Scan the listing for "Deserialize" and copy out each line that has it.

## Records provided

==========

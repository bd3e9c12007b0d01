//! Collaborator interfaces for the caseflow runtime
//!
//! Case persistence and event delivery live outside this crate. External
//! crates implement these traits to plug in a store or a message bus.

use async_trait::async_trait;
use serde::{Deserialize, Serialize};
use std::sync::Arc;
use uuid::Uuid;

use super::case::{Case, CaseId};
use super::event::{Event, EventName};
use crate::CoreError;

/// Repository for cases.
///
/// The runtime issues a plain read-modify-write per case. Implementations
/// are responsible for serialising concurrent writes to the same case.
#[cfg_attr(test, mockall::automock)]
#[async_trait]
pub trait CaseRepository: Send + Sync {
    /// Cases the event applies to, resolved from the event's target
    async fn for_event(&self, event: &Event) -> Result<Vec<Case>, CoreError>;

    /// Find a case by ID
    async fn find_by_id(&self, id: &CaseId) -> Result<Option<Case>, CoreError>;

    /// Save a case
    async fn save(&self, case: &Case) -> Result<(), CoreError>;
}

/// Receives events from the bus
#[async_trait]
pub trait EventHandler: Send + Sync {
    /// Handle a delivered event
    async fn handle(&self, event: &Event) -> Result<(), CoreError>;
}

/// Value object: handle returned by [`EventBus::subscribe`]
#[derive(Debug, Clone, PartialEq, Eq, Hash, Serialize, Deserialize)]
pub struct SubscriptionHandle {
    /// Unique identifier of the subscription
    pub id: Uuid,

    /// Event the subscription listens for
    pub event: EventName,
}

impl SubscriptionHandle {
    /// Create a fresh handle for an event
    pub fn new(event: EventName) -> Self {
        Self {
            id: Uuid::new_v4(),
            event,
        }
    }
}

/// Publish/subscribe transport delivering named events
#[async_trait]
pub trait EventBus: Send + Sync {
    /// Register a handler for an event name
    async fn subscribe(
        &self,
        event: &EventName,
        handler: Arc<dyn EventHandler>,
    ) -> Result<SubscriptionHandle, CoreError>;

    /// Remove a subscription; unknown handles are ignored
    async fn unsubscribe(&self, handle: &SubscriptionHandle) -> Result<(), CoreError>;

    /// Deliver an event to every handler subscribed to its name
    async fn publish(&self, event: Event) -> Result<(), CoreError>;
}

==========

## Final answer
use serde::{Deserialize, Serialize};
#[derive(Debug, Clone, PartialEq, Eq, Hash, Serialize, Deserialize)]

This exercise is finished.